To see how robust this system is, Light teamed up with Caroline Ajo-Franklin from Lawrence Berkeley National Laboratory, who explores the interactions between living microbes and inorganic materials for possible applications in carbon capture and sequestration and bio-solar energy generation.

She used an electrode to measure the electric current that streams from the bacteria — up to 500 microamps — confirming that it is indeed electrogenic. In fact, they make about as much electricity — some 100,000 electrons per second per cell — as known electrogenic bacteria.

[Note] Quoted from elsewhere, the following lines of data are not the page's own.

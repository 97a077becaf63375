//! # Page Break Decisions
//!
//! Given the space left on a page and the heights of a block's indivisible
//! units (wrapped lines of a paragraph, rows of a table), decide whether the
//! block goes here whole, moves to the next page, or splits between units.
//! Orphan and widow minimums keep splits from stranding a lone line.

/// Slack for accumulated floating-point error when summing heights.
const FIT_EPSILON: f64 = 1e-6;

/// What to do with a block at the current cursor position.
#[derive(Debug, Clone, PartialEq)]
pub enum BreakDecision {
    /// Place the entire block on the current page (it fits).
    Place,
    /// Move the entire block to the next page.
    MoveToNextPage,
    /// Place the first units here and continue with the rest on the next page.
    Split {
        /// How many units (lines or rows) stay on the current page.
        items_on_current_page: usize,
    },
}

/// Whether `height` fits into `available`, with float tolerance.
pub fn fits(height: f64, available: f64) -> bool {
    height <= available + FIT_EPSILON
}

/// Decide how a block made of units with the given heights is placed into
/// `remaining_height`.
///
/// `min_orphan` is the fewest units allowed on the current page when
/// splitting, `min_widow` the fewest carried over. Values below 1 act as 1.
pub fn decide_break(
    remaining_height: f64,
    unit_heights: &[f64],
    is_breakable: bool,
    min_orphan: usize,
    min_widow: usize,
) -> BreakDecision {
    let total: f64 = unit_heights.iter().sum();
    if fits(total, remaining_height) {
        return BreakDecision::Place;
    }

    if !is_breakable || unit_heights.len() < 2 {
        return BreakDecision::MoveToNextPage;
    }

    let min_orphan = min_orphan.max(1);
    let min_widow = min_widow.max(1);

    let mut running = 0.0;
    let mut fit_count = 0;
    for &h in unit_heights {
        if !fits(running + h, remaining_height) {
            break;
        }
        running += h;
        fit_count += 1;
    }

    // Pull units back until enough are carried to the next page.
    let total_units = unit_heights.len();
    let carried = total_units - fit_count;
    if carried < min_widow {
        fit_count = fit_count.saturating_sub(min_widow - carried);
    }

    if fit_count == 0 || fit_count < min_orphan {
        return BreakDecision::MoveToNextPage;
    }

    BreakDecision::Split {
        items_on_current_page: fit_count,
    }
}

EXTRACELLULAR ELECTRON TRANSFER IN BACTERIA 

Extracellular electron transfer (EET) describes microbial bioelectrochemical processes in which electrons are transferred from the cytosol to the exterior of the cell.  Mineral-respiring bacteria use elaborate haem-based electron transfer mechanisms but the existence and mechanistic basis of other EETs remain largely unknown. Here we show that the food-borne pathogen Listeria monocytogenesuses a distinctive flavin-based EET mechanism to deliver electrons to iron or an electrode. By performing a forward genetic screen to identify L.

monocytogenes mutants with diminished extracellular ferric iron reductase activity, we identified an eight-gene locus that is responsible for EET. This locus encodes a specialized NADH dehydrogenase that segregates EET from aerobic respiration by channelling electrons to a discrete membrane-localized quinone pool.

Other proteins facilitate the assembly of an abundant extracellular flavoprotein that, in conjunction with free-molecule flavin shuttles, mediates electron transfer to extracellular acceptors. This system thus establishes a simple electron conduit that is compatible with the single-membrane structure of the Gram-positive cell. Activation of EET supports growth on non-fermentable carbon sources, and an EET mutant exhibited a competitive defect within the mouse gastrointestinal tract. Orthologues of the genes responsible for EET are present in hundreds of species across the Firmicutes phylum, including multiple pathogens and commensal members of the intestinal microbiota, and correlate with EET activity in assayed strains.

These findings suggest a greater prevalence of EET-based growth capabilities and establish a previously underappreciated relevance for electrogenic bacteria across diverse environments, including host-associated microbial communities and infectious disease.